Read the lines below, and copy any that contain the string "between".

BEGIN INFORMATION PROVIDED

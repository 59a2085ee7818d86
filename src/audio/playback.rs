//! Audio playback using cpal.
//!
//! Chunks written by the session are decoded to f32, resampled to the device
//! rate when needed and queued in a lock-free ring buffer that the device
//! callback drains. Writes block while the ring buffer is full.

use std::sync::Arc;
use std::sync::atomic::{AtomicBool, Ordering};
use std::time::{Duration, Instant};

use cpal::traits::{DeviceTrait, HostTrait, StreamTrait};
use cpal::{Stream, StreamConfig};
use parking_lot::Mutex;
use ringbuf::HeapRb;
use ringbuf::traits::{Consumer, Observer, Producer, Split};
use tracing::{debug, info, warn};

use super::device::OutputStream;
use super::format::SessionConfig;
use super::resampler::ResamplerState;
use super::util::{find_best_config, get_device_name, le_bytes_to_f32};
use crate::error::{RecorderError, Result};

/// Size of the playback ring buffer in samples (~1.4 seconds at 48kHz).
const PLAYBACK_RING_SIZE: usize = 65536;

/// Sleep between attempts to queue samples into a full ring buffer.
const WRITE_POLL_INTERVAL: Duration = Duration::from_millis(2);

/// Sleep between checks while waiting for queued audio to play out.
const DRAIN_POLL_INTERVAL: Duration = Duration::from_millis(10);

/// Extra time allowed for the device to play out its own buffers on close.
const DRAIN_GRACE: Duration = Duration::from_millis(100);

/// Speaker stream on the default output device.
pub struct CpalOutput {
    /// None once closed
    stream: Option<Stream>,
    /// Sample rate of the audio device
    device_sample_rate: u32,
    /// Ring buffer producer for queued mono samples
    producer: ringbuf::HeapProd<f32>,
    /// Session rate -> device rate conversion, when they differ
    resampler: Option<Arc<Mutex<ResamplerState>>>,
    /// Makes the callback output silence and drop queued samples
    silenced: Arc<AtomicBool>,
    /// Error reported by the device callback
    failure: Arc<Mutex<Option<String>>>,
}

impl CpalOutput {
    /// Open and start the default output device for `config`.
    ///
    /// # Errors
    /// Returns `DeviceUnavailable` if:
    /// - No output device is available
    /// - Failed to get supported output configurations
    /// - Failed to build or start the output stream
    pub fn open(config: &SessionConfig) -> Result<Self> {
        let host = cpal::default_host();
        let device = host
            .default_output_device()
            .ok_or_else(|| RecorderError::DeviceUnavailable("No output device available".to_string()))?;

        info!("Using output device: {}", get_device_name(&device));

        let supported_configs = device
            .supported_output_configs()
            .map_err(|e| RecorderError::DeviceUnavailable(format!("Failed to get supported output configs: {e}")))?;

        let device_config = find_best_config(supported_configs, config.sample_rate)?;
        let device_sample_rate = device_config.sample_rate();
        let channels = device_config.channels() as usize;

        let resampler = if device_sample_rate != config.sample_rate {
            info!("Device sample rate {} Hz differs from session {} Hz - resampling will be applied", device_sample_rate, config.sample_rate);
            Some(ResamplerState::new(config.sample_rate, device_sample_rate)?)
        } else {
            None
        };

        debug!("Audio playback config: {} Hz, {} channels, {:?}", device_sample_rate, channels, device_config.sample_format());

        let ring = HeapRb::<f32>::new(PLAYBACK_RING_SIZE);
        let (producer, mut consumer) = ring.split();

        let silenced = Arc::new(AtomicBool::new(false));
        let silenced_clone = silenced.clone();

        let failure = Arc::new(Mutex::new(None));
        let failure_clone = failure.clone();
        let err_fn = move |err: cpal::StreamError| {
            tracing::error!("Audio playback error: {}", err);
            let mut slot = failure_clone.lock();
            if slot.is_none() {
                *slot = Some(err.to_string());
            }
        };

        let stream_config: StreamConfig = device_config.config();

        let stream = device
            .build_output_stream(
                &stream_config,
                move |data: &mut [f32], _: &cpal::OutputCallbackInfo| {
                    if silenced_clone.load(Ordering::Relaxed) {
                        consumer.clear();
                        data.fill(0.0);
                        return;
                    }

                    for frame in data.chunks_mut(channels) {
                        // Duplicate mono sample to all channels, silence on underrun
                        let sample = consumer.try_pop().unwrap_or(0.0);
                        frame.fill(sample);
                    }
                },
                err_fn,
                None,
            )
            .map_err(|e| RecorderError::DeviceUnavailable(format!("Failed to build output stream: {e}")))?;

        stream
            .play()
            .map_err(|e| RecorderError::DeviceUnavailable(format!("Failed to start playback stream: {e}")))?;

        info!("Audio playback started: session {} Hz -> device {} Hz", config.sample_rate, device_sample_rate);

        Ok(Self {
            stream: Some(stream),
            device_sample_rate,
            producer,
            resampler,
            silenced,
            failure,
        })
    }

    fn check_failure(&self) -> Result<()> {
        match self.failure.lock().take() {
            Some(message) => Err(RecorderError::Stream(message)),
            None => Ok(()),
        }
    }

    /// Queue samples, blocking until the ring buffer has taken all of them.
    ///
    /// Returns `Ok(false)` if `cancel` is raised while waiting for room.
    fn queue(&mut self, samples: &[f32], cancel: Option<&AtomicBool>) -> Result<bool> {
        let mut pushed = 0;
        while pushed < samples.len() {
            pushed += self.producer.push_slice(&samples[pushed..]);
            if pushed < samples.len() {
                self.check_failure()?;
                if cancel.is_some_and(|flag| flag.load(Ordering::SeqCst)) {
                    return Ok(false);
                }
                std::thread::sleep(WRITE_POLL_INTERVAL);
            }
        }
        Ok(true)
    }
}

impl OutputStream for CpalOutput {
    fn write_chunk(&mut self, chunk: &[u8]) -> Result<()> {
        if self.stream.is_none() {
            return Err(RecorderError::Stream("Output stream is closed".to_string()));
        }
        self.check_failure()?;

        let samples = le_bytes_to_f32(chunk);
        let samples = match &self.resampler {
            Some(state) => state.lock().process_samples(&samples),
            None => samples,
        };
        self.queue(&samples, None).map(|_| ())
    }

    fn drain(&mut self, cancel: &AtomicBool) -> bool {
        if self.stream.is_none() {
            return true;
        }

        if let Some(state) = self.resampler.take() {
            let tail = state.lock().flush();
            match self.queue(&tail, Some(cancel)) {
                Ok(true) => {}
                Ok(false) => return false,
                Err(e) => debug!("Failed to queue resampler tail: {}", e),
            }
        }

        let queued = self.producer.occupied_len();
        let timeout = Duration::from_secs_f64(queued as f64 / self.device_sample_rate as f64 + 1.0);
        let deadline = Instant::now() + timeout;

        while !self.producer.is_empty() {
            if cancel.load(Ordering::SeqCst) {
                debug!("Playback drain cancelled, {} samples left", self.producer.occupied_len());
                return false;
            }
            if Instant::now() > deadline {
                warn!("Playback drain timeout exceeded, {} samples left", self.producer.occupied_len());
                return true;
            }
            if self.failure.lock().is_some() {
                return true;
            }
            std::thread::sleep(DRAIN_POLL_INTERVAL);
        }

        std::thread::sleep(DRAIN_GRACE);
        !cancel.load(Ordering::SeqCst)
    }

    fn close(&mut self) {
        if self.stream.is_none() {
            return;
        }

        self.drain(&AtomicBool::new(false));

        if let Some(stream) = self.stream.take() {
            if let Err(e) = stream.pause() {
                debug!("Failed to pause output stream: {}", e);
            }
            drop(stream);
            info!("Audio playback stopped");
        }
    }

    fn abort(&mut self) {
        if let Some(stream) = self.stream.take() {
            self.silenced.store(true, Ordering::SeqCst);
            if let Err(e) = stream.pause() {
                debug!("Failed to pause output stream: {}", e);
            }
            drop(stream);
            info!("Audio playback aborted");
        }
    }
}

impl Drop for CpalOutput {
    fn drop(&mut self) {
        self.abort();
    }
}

END INFORMATION PROVIDED

◆ **REPLY**:
/// Sleep between attempts to queue samples into a full ring buffer.
/// Sleep between checks while waiting for queued audio to play out.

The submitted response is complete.